3.6. Color Parameters and ∆E

The colorimetric values showed that all Physalis purée samples lost L* coordinate, got closer to the green color (a* coordinate) and also to the blue color, losing yellow tones (b* coordinate), regarding fresh Physalis samples. Colorimetric coordinates of fresh Physalis purée samples were 83, 99, 34, 62, and 72, 4 to L*, a* and b*, respectively.
The L* coordinate values (Table 5) decreased by both RW™ drying methods, this is frequent in most drying methods, however, particularly in RW™ drying, there are some similar results obtained in strawberries [33] and also in mango flakes [34]. There are some works presenting that the higher the degree of browning, the lower the sample L* coordinate value. These chemical reactions are a consequence of reducing sugars and amino acids in the food being dried, where particularly in Physalis fruit that has different amino acids (leucine, lysine, and isoleucine) and sugars (sucrose, glucose, and fructose). Thereby, dried Physalis purée would become darker, probably because of an extensive Maillard reaction, as in this particular case of IR-assisted RW™ treated Physalis purées.
Regarding a* coordinate (Table 6), diverse differences have been seen according to the food to be dried. It was found that asparagus mash drying kept the green color better than any other type of drying [35]. On the other hand, a significant decrease of the a* coordinate has been reported in work on the Refractance Window™ drying of strawberries [33]. Finally, the decrease in b* coordinate (Table 7) could be an indication of the loss of carotenoids present in dried Physalis purée, unlike the results that have been reported in carrot flakes drying [36], which have improved the retention of these compounds. Furthermore, the effect of decreasing water activity in amorphous dehydrated systems can be decisive on the non-enzymatic Maillard browning reaction rate and formation of brown pigments [13].
ANOVA analysis showed that drying temperature (a, b, c) had a significant influence on color indices of L* and b* value (p-value < 0.05). Moreover, although slice Mylar™ thickness (A, B, C) influenced L* and b* values substantially, it failed to affect a* values considerably. Ochoa-Martinez [7] demonstrated that the film thickness had significant effects on L*, a*, and b* coordinates for dried mango slices by Refractance Window™ drying. Moreover, a new ANOVA analysis found that RW™ drying method had a significant effect on L*, a*, and b* value (p-value < 0.05) but only at 90° (x, y, z).
As to the total color difference or ΔE as shown in Figure 6, for both RW™ drying conditions, highly significant differences were observed in dried Physalis purée (between 50 ≤ ΔE ≤ 75).

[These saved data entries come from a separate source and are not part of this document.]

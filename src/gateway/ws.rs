//! WebSocket upgrade and connection admission
//!
//! The client authenticates with a `token` query parameter; a token that is
//! signature-valid but revoked is rejected just like a missing one. Only
//! after admission is the socket upgraded and handed to the pumps.

use axum::extract::{Query, State, WebSocketUpgrade};
use axum::response::{IntoResponse, Response};
use serde::Deserialize;

use crate::auth;
use crate::error::AppError;
use crate::gateway::client::run_connection;
use crate::gateway::GatewayState;

#[derive(Debug, Deserialize)]
pub struct WsQuery {
    token: Option<String>,
}

pub async fn ws_handler(
    ws: WebSocketUpgrade,
    Query(query): Query<WsQuery>,
    State(state): State<GatewayState>,
) -> Response {
    let Some(token) = query.token else {
        return AppError::Unauthorized.into_response();
    };

    let claims = match auth::verify_token(&token, &state.auth) {
        Ok(claims) => claims,
        Err(e) => return e.into_response(),
    };

    match state.revocation.is_revoked(&claims.jti).await {
        Ok(false) => {}
        Ok(true) => {
            tracing::warn!(user_id = claims.user_id, "revoked session attempted connect");
            return AppError::Unauthorized.into_response();
        }
        Err(e) => return e.into_response(),
    }

    let user_id = claims.user_id;
    let hub = state.hub.clone();
    let submitter = state.submitter.clone();
    let cfg = state.web_socket.clone();

    ws.max_message_size(cfg.max_message_size_bytes)
        .on_upgrade(move |socket| run_connection(socket, user_id, hub, submitter, cfg))
}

An increase in the drying temperature when processing without infrared resulted in an increase in ΔE. In general, the changes of ΔE are mainly due to changes in the chromatic parameters a* and b*, where Abonyi et al. [33] found in strawberries and carrots and Nindo et al. [35] presented in asparagus with ΔE values between 20 and 25. Fisher et al. [37] and Busso et al. [38] also found similar color changes after the thermal treatment of pomegranate juice and blackcurrant, maqui berry, and blueberry pulps, where they ascribed it to anthocyanin losses.
Thus, color changes caused by both RW™ drying process could have occurred, not only by the non-enzymatic browning reaction but also by the destruction of the pigment present in the Physalis purée, such as β-carotene. Nevertheless, the addition of the IR radiation could suppose a very invasive thermal shock for the Physalis purée drying, obtaining differences of higher color than with respect to the non-assisted RW™ drying process (e.g., IR-assisted RW™ drying at 90 °C: 65 ≤ ΔE ≤ 75). That is why, since food surface color is one of the quality parameters most evaluated by consumers, and is critical in the acceptance of the product, new strategies should also be considered for developing dried fruit purée, such as pre-treatments with additives that could better protect color compounds.
Then, an ANOVA assessment was established, where the ΔE values were evaluated considering the diverse factors under study, drying temperature, Mylar™ thickness, and RW™ drying method. This ANOVA analysis found a significant influence of drying temperature as well as RW™ drying method on the ΔE values (p-value < 0.05), in all cases evaluated. Whereas, Mylar™ thickness didn’t show a clear influence on the ΔE values (p-value > 0.05), in the same experiments evaluated.

4. Conclusions

RW™ drying assisted by infrared heating (IR-assisted RW™) is a method that allows moisture reduction of Physalis purée samples in relatively shorter time than non-assisted RW™ and other traditional drying methods. The drying kinetics behavior was strongly influenced by the drying temperature and the IR-assistance, whilst slightly by Mylar™ thickness. Both the Deff (non-assisted RW™: 2.7 × 10−10Deff ≤ 10.1 × 10−10 m2/s and IR-assisted RW™: 4.2 × 10−10Deff ≤ 13.4 × 10−10 m2/s) and kinetic parameter values showed dependence on the drying temperature (60–90 °C), giving as a result of activation energies between 14.59 and 34.44 kJ/mol. When comparing experimental data to those predicted by the Midilli–Kucuk model, this model could be a useful tool for describing drying kinetics and estimating drying time under different RW™ drying method conditions. Furthermore, the IR-assisted system decreased RW™ drying process time by around 60% to reach an equilibrium moisture content of 10%. Therefore, combined treatments of IR and RW™ would be a good methodology to preserve dried Physalis fruit purée with a minimum impact on its quality properties, as well as reducing energy costs and consumption during the industrial-scale drying process.

Author Contributions

L.P.-D. funding acquisition, project administration, supervision, writing—review and editing; D.N. methodology, investigation; L.Z.-B. investigation, writing—review and editing; O.S. investigation; R.L.-M. methodology, supervision, writing—review and editing. All authors have read and agreed to the published version of the manuscript.

Funding

This research was funded by the Fondo Nacional de Desarrollo Científico y Tecnológico (Grant Number: 1171485).

Acknowledgments

The authors gratefully acknowledge the financial support of projects FONDECYT 1171485, from National Commission for Scientific and Technological Research—Chile (CONICYT).

Conflicts of Interest

The authors declare no conflict of interest.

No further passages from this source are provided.